I tried out Cornell Library’s book-delivery service this week. A nice stack of David Foster Wallace books quickly appeared at my workplace yesterday afternoon, and I got a friendly call when they arrived.
If you are a Cornell student or staff, you can have library books delivered to any library-location of your choice for free. For me, this means walking upstairs to our sunny little ornithology library overlooking the pond, and sitting by the fireplace for a bit.
I’m an irredeemable Amazon.com addict, so I view as a right the ability to learn about a book, click a few links, and have said book delivered to me. Imagine my pleasure at being able to do this without paying for it.
Unfortunately, you pretty much have to be told about the service to find out about it, unless you are the type of user who clicks links labeled “requests” on library websites and enjoy library jargon. Like many public services in the country, the crucial step of communicating to humans was overlooked.*
*Many nonprofits seem to say to their clients: “Look, we provide a valuable and benevolent service. You could at least be arsed enough to jump through a few design hurdles in order to discover our valuable service that you don’t know exists because of our design hurdles.”
I’m not sure, but I think the Cornell Library Patron narrative is supposed to go like this:
- A student or staff member goes into the library catalog and searches for some interesting books, thinking “Hey, I’ll go pick these up at the five separate library locations where they are housed”
- The patron adds each book to her “bookbag” (navigating a series of hurdles involving ID numbers, multiple passwords unique to the library system, and cute-not-descriptive service names) to create a list of books she wants to get.
- A MIRACLE OCCURS HERE
- The patron mysteriously knows that she can have her books delivered.
- The patron clicks into the catalog page for each book (students love catalog pages!) and separately clicks “requests” at the bottom of the page, knowing instinctively that book delivery is a “request”.
- The patron chooses “Book Delivery Services (9996 available)” from a dropdown list conveniently located below the fold.
- Assuming the patron does not receive the helpful error message “Your Patron Initiated Call Slip Request failed. This item is not available for Call Slip requests.” like I just did (Patrons Love Call Slip Requests!), she enters her ID number again.
- The patron is familiar with the names and locations of the dozens of small on-campus libraries and selects her nearest branch.
- The patron knows that, unlike use of the weight rooms, climbing wall, or campus cinema, the library book delivery service is free.

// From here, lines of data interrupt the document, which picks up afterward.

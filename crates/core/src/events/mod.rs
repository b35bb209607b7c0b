pub mod bus;
pub mod bus_builder;
pub mod event;

pub use bus::*;
pub use bus_builder::*;
pub use event::*;
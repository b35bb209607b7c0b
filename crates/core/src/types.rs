use std::path::PathBuf;

use serde::{Deserialize, Serialize};

/// One narrated beat of a story: still image, voiceover and word timings.
#[derive(Debug, Clone, PartialEq, Eq, Serialize)]
pub struct Segment {
    pub index: usize,
    pub image: PathBuf,
    pub audio: PathBuf,
    pub transcript: PathBuf,
}

impl Segment {
    /// True when image, audio and transcript are all present on disk
    pub fn is_render_ready(&self) -> bool {
        self.image.exists() && self.audio.exists() && self.transcript.exists()
    }
}

#[derive(Debug, Clone, PartialEq, Serialize, Deserialize)]
pub struct WordTiming {
    pub word: String,
    pub start: f64,
    pub end: f64,
}

impl WordTiming {
    /// Negative or inverted windows are kept as-is; they simply never (or only partly) show
    pub fn is_well_formed(&self) -> bool {
        self.start >= 0.0 && self.end >= self.start
    }
}

#[derive(Debug, Clone, PartialEq, Serialize, Deserialize)]
pub struct Transcript {
    /// Seconds, rounded to two decimals
    pub duration: f64,
    pub words: Vec<WordTiming>,
}

#[derive(Debug, Clone, PartialEq, Eq, Serialize)]
pub struct RenderedClip {
    pub segment: usize,
    pub path: PathBuf,
}

#[derive(Debug, Clone, PartialEq, Eq, Serialize)]
pub struct FinalVideo {
    pub path: PathBuf,
    /// `<id>/final.mp4`, relative to the stories root
    pub relative_path: String,
}
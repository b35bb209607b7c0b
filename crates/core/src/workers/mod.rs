pub mod events;
pub mod wiring;
pub mod worker;
pub mod worker_inputs;

pub use events::*;
pub use wiring::*;
pub use worker::*;
pub use worker_inputs::*;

- The patron clicks “submit request”, then repeats the process for each item she wants delivered.
- The patron celebrates her triumph with a fine malt beverage.
Still, mad useful if you know about it.
The financial advice site Get Rich Slowly suggests using the library as a frugal way to save money on books. I agree, and am going to endure more bad OPAC design in the interest of financial progress. Stay tuned.

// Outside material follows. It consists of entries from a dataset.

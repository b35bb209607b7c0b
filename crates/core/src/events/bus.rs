use std::sync::{
    Arc,
    atomic::{AtomicU64, Ordering},
};

use tokio::time::Instant;
use tracing::trace;
use uuid::Uuid;

use crate::{
    events::{BusConfig, BusMetrics, EnrichedEvent, Event},
    routes::Routes,
};

/// Fan-out of pipeline events to subscriber inboxes.
///
/// Publishing never blocks: a full inbox drops according to its queue kind.
#[derive(Clone)]
pub struct EventBus {
    inner: Arc<EventBusInner>,
}

pub struct EventBusInner {
    session_id: Uuid,
    next_ingest_seq: AtomicU64,
    routes: Arc<Routes>,
    metrics: Arc<BusMetrics>,
}

impl EventBus {
    pub fn new(cfg: BusConfig, routes: Routes, metrics: Arc<BusMetrics>) -> Self {
        Self {
            inner: Arc::new(EventBusInner {
                session_id: cfg.session_id,
                next_ingest_seq: AtomicU64::new(0),
                routes: Arc::new(routes),
                metrics,
            }),
        }
    }

    pub fn publish(&self, event: Arc<dyn Event>) {
        let ingest_seq = self.inner.next_ingest_seq.fetch_add(1, Ordering::Relaxed);

        let enriched_event = Arc::new(EnrichedEvent {
            event,
            session_id: self.inner.session_id,
            ingest_seq,
            ingested_at: Instant::now(),
        });

        let event_type = enriched_event.event.event_type();
        let Some(routes) = self.inner.routes.table.get(event_type) else {
            self.inner.metrics.record_unrouted(event_type);
            trace!(event_type, "No subscribers for event");
            return;
        };

        for route in routes {
            let ok = route.inbox.try_deliver(Arc::clone(&enriched_event));

            if !ok {
                route.drops_total.fetch_add(1, Ordering::Relaxed);
                trace!(event_type, subscriber = route.subscriber_id, "Inbox full, event dropped");
            }
        }
    }

    pub fn session_id(&self) -> Uuid {
        self.inner.session_id
    }

    pub fn metrics(&self) -> &BusMetrics {
        &self.inner.metrics
    }
}
use std::{any::Any, time::SystemTime};

use serde::Serialize;
use uuid::Uuid;

use crate::{events::Event, pipeline::PipelineStage, workers::events::EventHeader};

/// Published once when a build run ends in `Failed`
#[derive(Clone, Debug, Serialize)]
pub struct PipelineFailed {
    pub header: EventHeader,
    pub story_id: String,
    /// Stage that was active when the failure happened
    pub stage: PipelineStage,
    pub message: String,
}

impl PipelineFailed {
    pub const EVENT_TYPE: &'static str = "pipeline.failed";

    pub fn new(parent: Option<Uuid>, story_id: &str, stage: PipelineStage, message: String) -> Self {
        Self {
            header: EventHeader::new(parent),
            story_id: story_id.to_string(),
            stage,
            message,
        }
    }
}

impl Event for PipelineFailed {
    fn event_id(&self) -> Uuid {
        self.header.event_id
    }

    fn parent_ids(&self) -> &[Uuid] {
        &self.header.parent_ids
    }

    fn event_type(&self) -> &'static str {
        Self::EVENT_TYPE
    }

    fn timestamp(&self) -> SystemTime {
        self.header.timestamp
    }

    fn story_id(&self) -> Option<&str> {
        Some(&self.story_id)
    }

    fn as_any(&self) -> &dyn Any {
        self as &dyn Any
    }
}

Cornell librarians: Please do not kill me. I’m glad to have your services. Bad online user experiences are common in the library world. I’m sure you are busy right now improving the OPAC and writing clear non-jargon filled text describing your services. Go Big Red!
I found this list from a year and a half ago. I was half-drunk and coding a webforum for my PHP class. I made a list, oh so long ago. Here it is…
List of things I want to do after graduation:
- Learn Yiddish
- Finish reading Sophie’s World (Done!)
- Make the webforum decent and secure (
- Overhaul Librarian Avengers (Half-assed overhaul complete)
- Start looking into Art schools and Computer Science departments. (maybe in a few years…)
- Re-dye blue streak in front of hair for Librarian Job Interview Shock Value (Done!)
- Start doing 5k runs again (or 3k…3k is good…)
- Write old friends
- Move to warm place
- Develop a drinking habit
- Read!! Read!! Real books! Things I care about!
- Start buying music again
- Start ballroom/swing dancing again (Done!)
- Visit Erin in San Francisco and Jenny in St. Paul (Too broke. Thanks homeownership.)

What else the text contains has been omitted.